Mast cells develop from the myeloid lineage and are released from the bone marrow as immature cells, which then differentiate at the destination tissue based on cues from the local environment. In the liver, mast cells are recruited in diseased states to fibrogenic surroundings rich in TGF-β1. The aim of this study was to investigate TGF-β1 signaling in primary and permanent mast cells to identify common and unique mechanisms. The TGF-β receptor repertoire is similar among mast cells, with high expression of type I and type II receptors and very low expression of type III receptors (Betaglycan and Endoglin). Downstream, TGF-β1 activates the SMAD2/3 signaling axis and also SMAD1/5 with target genes Smad6 and Id1 in a transient manner. Initially, TGF-β1 upregulates the transcription of mucosal mast cell effectors Mcpt1 and Mcpt2 in all analyzed mast cells. This upregulation is reduced in the presence of IL-3, which promotes proliferation.
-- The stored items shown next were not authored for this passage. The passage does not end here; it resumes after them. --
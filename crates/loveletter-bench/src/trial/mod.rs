mod external;
mod seats;

use std::fmt;
use std::fs::{self, File};
use std::io::{BufWriter, Write};
use std::path::{Path, PathBuf};
use std::time::{Duration, Instant};

use serde::Serialize;
use thiserror::Error;
use tracing::{Level, event};

use crate::analytics::{AnalyticsError, Tally, WinReport};
use crate::config::{BenchConfig, ResolvedOutputs};
use crate::seat::Seat;
use crate::winner::{WinnerFormat, WinnerParseError};

pub use external::{ExternalGame, GameLauncher, LaunchError};
pub use seats::SeatPicker;

/// Number of games played when no count is given.
pub const DEFAULT_TRIAL_COUNT: u64 = 1000;

/// Which statistic a batch collects.
#[derive(Debug, Clone, Copy, PartialEq, Eq)]
pub enum Variant {
    /// Tally wins per fixed seat; the game picks its own seating.
    PerSeat,
    /// Play from a uniformly random seat each game and count own wins.
    VersusRandom,
}

impl fmt::Display for Variant {
    fn fmt(&self, f: &mut fmt::Formatter<'_>) -> fmt::Result {
        f.write_str(match self {
            Variant::PerSeat => "per-seat",
            Variant::VersusRandom => "vs-random",
        })
    }
}

/// One completed game.
#[derive(Debug, Clone)]
pub struct TrialOutcome {
    pub index: u64,
    /// Seat handed to the game, if the harness chose one.
    pub seat: Option<Seat>,
    pub winner: Seat,
    pub elapsed: Duration,
}

impl TrialOutcome {
    pub fn won(&self) -> Option<bool> {
        self.seat.map(|seat| seat == self.winner)
    }
}

/// Drives a batch of games and accumulates their winners.
pub struct TrialRunner {
    config: BenchConfig,
    outputs: ResolvedOutputs,
    variant: Variant,
}

/// Summary details returned after a run.
pub struct RunSummary {
    pub report: WinReport,
    pub jsonl_path: Option<PathBuf>,
    pub summary_path: Option<PathBuf>,
}

impl TrialRunner {
    pub fn new(config: BenchConfig, outputs: ResolvedOutputs, variant: Variant) -> Self {
        Self {
            config,
            outputs,
            variant,
        }
    }

    /// Play `trial_count` games with the configured external executable.
    pub fn run(&self, trial_count: u64) -> Result<RunSummary, RunnerError> {
        let mut game = ExternalGame::new(self.config.game.clone());
        self.run_with(&mut game, trial_count)
    }

    /// Play `trial_count` games through `launcher`. The first failing game
    /// aborts the batch and nothing is reported for it: trial rows are
    /// staged next to the JSONL path and only moved into place on success.
    pub fn run_with<L: GameLauncher>(
        &self,
        launcher: &mut L,
        trial_count: u64,
    ) -> Result<RunSummary, RunnerError> {
        let staging = self.outputs.jsonl.as_deref().map(staging_path);

        let tally = match self.play_all(launcher, trial_count, staging.as_deref()) {
            Ok(tally) => tally,
            Err(err) => {
                if let Some(path) = staging.as_ref() {
                    let _ = fs::remove_file(path);
                }
                return Err(err);
            }
        };

        if let (Some(staged), Some(path)) = (staging.as_ref(), self.outputs.jsonl.as_ref()) {
            fs::rename(staged, path)?;
        }

        let report = tally.finalize();
        if let Some(path) = self.outputs.summary_md.as_ref() {
            report.write_markdown(path)?;
        }

        event!(
            target: "loveletter_bench::run",
            Level::INFO,
            run_id = %self.config.run_id,
            trials = report.trials,
            self_wins = report.self_wins,
            win_rate_pct = report.win_rate_pct,
            "trials complete"
        );

        Ok(RunSummary {
            report,
            jsonl_path: self.outputs.jsonl.clone(),
            summary_path: self.outputs.summary_md.clone(),
        })
    }

    fn play_all<L: GameLauncher>(
        &self,
        launcher: &mut L,
        trial_count: u64,
        staging: Option<&Path>,
    ) -> Result<Tally, RunnerError> {
        let mut writer = match staging {
            Some(path) => {
                ensure_parent(path.parent())?;
                Some(BufWriter::new(File::create(path)?))
            }
            None => None,
        };

        let mut picker = SeatPicker::new(self.config.seats.seed);
        let mut tally = Tally::new(self.variant);

        event!(
            target: "loveletter_bench::run",
            Level::INFO,
            run_id = %self.config.run_id,
            variant = %self.variant,
            trials = trial_count,
            command = %self.config.game.command,
            "starting trials"
        );

        for index in 0..trial_count {
            let seat = match self.variant {
                Variant::PerSeat => None,
                Variant::VersusRandom => Some(picker.pick()),
            };
            let outcome = play_trial(launcher, &self.config.winner, index, seat)?;

            event!(
                target: "loveletter_bench::trial",
                Level::DEBUG,
                run_id = %self.config.run_id,
                trial_index = index,
                seat = outcome.seat.map(Seat::index),
                winner = outcome.winner.index(),
                elapsed_ms = outcome.elapsed.as_secs_f64() * 1000.0
            );

            if let Some(writer) = writer.as_mut() {
                write_trial_row(writer, &self.config.run_id, &outcome)?;
            }
            tally.record(&outcome);
        }

        if let Some(writer) = writer.as_mut() {
            writer.flush()?;
        }

        Ok(tally)
    }
}

fn staging_path(path: &Path) -> PathBuf {
    let mut name = path.as_os_str().to_owned();
    name.push(".partial");
    PathBuf::from(name)
}

fn play_trial<L: GameLauncher>(
    launcher: &mut L,
    format: &WinnerFormat,
    index: u64,
    seat: Option<Seat>,
) -> Result<TrialOutcome, RunnerError> {
    let start = Instant::now();
    let stdout = launcher
        .launch(seat)
        .map_err(|source| RunnerError::Launch { index, source })?;
    let winner = format
        .parse(&stdout)
        .map_err(|source| RunnerError::Parse { index, source })?;

    Ok(TrialOutcome {
        index,
        seat,
        winner,
        elapsed: start.elapsed(),
    })
}

fn ensure_parent(path: Option<&Path>) -> Result<(), RunnerError> {
    if let Some(dir) = path.filter(|dir| !dir.as_os_str().is_empty()) {
        fs::create_dir_all(dir)?;
    }
    Ok(())
}

fn write_trial_row(
    writer: &mut BufWriter<File>,
    run_id: &str,
    outcome: &TrialOutcome,
) -> Result<(), RunnerError> {
    let row = TrialLogRow {
        run_id,
        trial_index: outcome.index,
        seat: outcome.seat,
        winner: outcome.winner,
        won: outcome.won(),
        elapsed_ms: outcome.elapsed.as_secs_f64() * 1000.0,
    };
    serde_json::to_writer(&mut *writer, &row)?;
    writer.write_all(b"\n")?;
    Ok(())
}

#[derive(Serialize)]
struct TrialLogRow<'a> {
    run_id: &'a str,
    trial_index: u64,
    seat: Option<Seat>,
    winner: Seat,
    won: Option<bool>,
    elapsed_ms: f64,
}

#[derive(Debug, Error)]
pub enum RunnerError {
    #[error("trial {index}: game launch failed")]
    Launch {
        index: u64,
        #[source]
        source: LaunchError,
    },
    #[error("trial {index}: unreadable game output")]
    Parse {
        index: u64,
        #[source]
        source: WinnerParseError,
    },
    #[error("I/O error writing trial artifacts")]
    Io {
        #[from]
        source: std::io::Error,
    },
    #[error("failed to serialize trial row")]
    Serialize {
        #[from]
        source: serde_json::Error,
    },
    #[error("failed to write summary")]
    Analytics(#[from] AnalyticsError),
}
Inhibition of ERK1/2 activation reduces proliferation and mitigates the negative effect of IL-3 on Mcpt1 mRNA and protein expression in the immortalized mast cell line PMC-306 but not in bone marrow-derived mast cells. Therefore, extracellular signal-regulated kinases ERK1/2 are identified as a mutual switch between IL-3-driven proliferation and TGF-β1-promoted mucosal mast cell differentiation in PMC-306. In conclusion, TGF-β1 promotes a mucosal gene signature and inhibits proliferation in mast cells, with these effects being counter-regulated by IL-3/ERK1/2.